The 21st annual report card tracks exposure in communities nationwide to unhealthy levels of ozone and particle pollution. Angela Tin, the association’s national senior director, says those problems become more prevalent in states like Iowa during the heat of summer and people should respond accordingly.
“When there’s a lot of pollution, when there’s a lot of heat, when there’s a lot of traffic, we need to do other things, to use alternative fuels and alternative technologies, like electric cars or propane or ethanol or biodiesel,” Tin says, “or even use mass transit during those hot days of summer.”
Of the ten Iowa counties studied for unhealthy ozone levels, seven received A grades while three got Bs. Also, 14 Iowa counties were graded for particle pollution and of those, eight were awarded As and six got Bs. None of the Iowa counties that took part ranked below a B in either category. It’s an annual report and this year’s edition compared the years 2016 through 2018.
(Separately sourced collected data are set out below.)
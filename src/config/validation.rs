//! Configuration validation.

use crate::error::{ConfigError, Error, Result};

use super::limits::position_to_steps;
use super::{ExperimentConfig, MotorConfig, TopicConfig};

/// Validate an experiment configuration.
///
/// Checks:
/// - Motor geometry and speed are positive, limits are ordered
/// - Ramp geometry is positive and the angular step size is below 90
///   degrees and moves the motor by at least one step
/// - QoS is 0, 1 or 2 and no topic name is empty
/// - Elevator PWM settings are in range
/// - Sensor timeout is positive and cooldown is not negative
pub fn validate_config(config: &ExperimentConfig) -> Result<()> {
    validate_motor(&config.motor)?;

    if !(config.ramp.adjacent > 0.0) {
        return Err(Error::Config(ConfigError::InvalidAdjacent(config.ramp.adjacent)));
    }
    validate_step_size(config)?;

    if config.mqtt.qos > 2 {
        return Err(Error::Config(ConfigError::InvalidQos(config.mqtt.qos)));
    }
    validate_topics(&config.topics)?;

    let elevator = &config.elevator;
    if !(elevator.frequency > 0.0) {
        return Err(Error::Config(ConfigError::InvalidFrequency(elevator.frequency)));
    }
    if !(0.0..=100.0).contains(&elevator.duty_cycle) {
        return Err(Error::Config(ConfigError::InvalidDutyCycle(elevator.duty_cycle)));
    }

    let experiment = &config.experiment;
    if !(experiment.timeout_secs > 0.0) {
        return Err(Error::Config(ConfigError::InvalidTimeout(experiment.timeout_secs)));
    }
    if !(experiment.cooldown_secs >= 0.0) {
        return Err(Error::Config(ConfigError::InvalidCooldown(experiment.cooldown_secs)));
    }

    Ok(())
}

pub(crate) fn validate_motor(motor: &MotorConfig) -> Result<()> {
    if !(motor.step_width > 0.0) {
        return Err(Error::Config(ConfigError::InvalidStepWidth(motor.step_width)));
    }

    if !(motor.pps > 0.0) {
        return Err(Error::Config(ConfigError::InvalidPulsesPerSecond(motor.pps)));
    }

    if !(motor.limit_lower <= motor.limit_upper) {
        return Err(Error::Config(ConfigError::InvalidLimits {
            lower: motor.limit_lower,
            upper: motor.limit_upper,
        }));
    }

    Ok(())
}

fn validate_step_size(config: &ExperimentConfig) -> Result<()> {
    let degrees = config.ramp.step_size.value();
    if !(degrees > 0.0 && degrees < 90.0) {
        return Err(Error::Config(ConfigError::InvalidStepSize(degrees)));
    }

    // chunks are whole steps measured at the motor
    let travel = libm::tan(config.ramp.step_size.to_radians()) * config.ramp.adjacent;
    if position_to_steps(travel, config.motor.step_width) < 1 {
        return Err(Error::Config(ConfigError::InvalidStepSize(degrees)));
    }

    Ok(())
}

fn validate_topics(topics: &TopicConfig) -> Result<()> {
    let roles = [
        ("status", &topics.status),
        ("last_timestamp", &topics.last_timestamp),
        ("current_angle", &topics.current_angle),
        ("target_angle", &topics.target_angle),
    ];

    for (role, topic) in roles {
        if topic.is_empty() {
            return Err(Error::Config(ConfigError::EmptyTopic(role)));
        }
    }

    Ok(())
}

#[cfg(test)]
mod tests {
    use super::*;
    use crate::config::Level;

    fn motor() -> MotorConfig {
        MotorConfig {
            direction: Level::High,
            step_width: 0.025,
            pps: 1000.0,
            limit_lower: 0.0,
            limit_upper: 82.0,
            reset_on_shutdown: true,
        }
    }

    #[test]
    fn test_invalid_step_width() {
        let config = MotorConfig { step_width: 0.0, ..motor() };

        assert!(matches!(
            validate_motor(&config),
            Err(Error::Config(ConfigError::InvalidStepWidth(_)))
        ));
    }

    #[test]
    fn test_nan_pps_rejected() {
        let config = MotorConfig { pps: f64::NAN, ..motor() };

        assert!(matches!(
            validate_motor(&config),
            Err(Error::Config(ConfigError::InvalidPulsesPerSecond(_)))
        ));
    }

    #[test]
    fn test_equal_limits_allowed() {
        let config = MotorConfig { limit_upper: 0.0, ..motor() };

        assert!(validate_motor(&config).is_ok());
    }
}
“It’s important to look at the overall trends,” Tin says. “It may go up a little bit one year, it may go down a little bit one year, but if you look at five- and ten-year trends, we are seeing some improvements because our cars are cleaner and our fuels are cleaner and we have alternative sources of transportation, like electric vehicles.”
Studies of transportation trends in Iowa over the last several weeks show traffic is down about 40% statewide due to the COVID-19 pandemic. In future “State of the Air” reports, Tin says there will be a significant change shown during these months, with school canceled and many people staying home.
“It will look a lot different but it’ll be an instantaneous value where the numbers will come down and the monitors will reflect that the numbers go down,” Tin says. “And it’s not just the air monitors, the waters are a lot cleaner, too, because we’re not having transportation on the lakes and the rivers.”
This year marks the 50th anniversary of the Clean Air Act, which Tin says has driven dramatic improvements in air quality.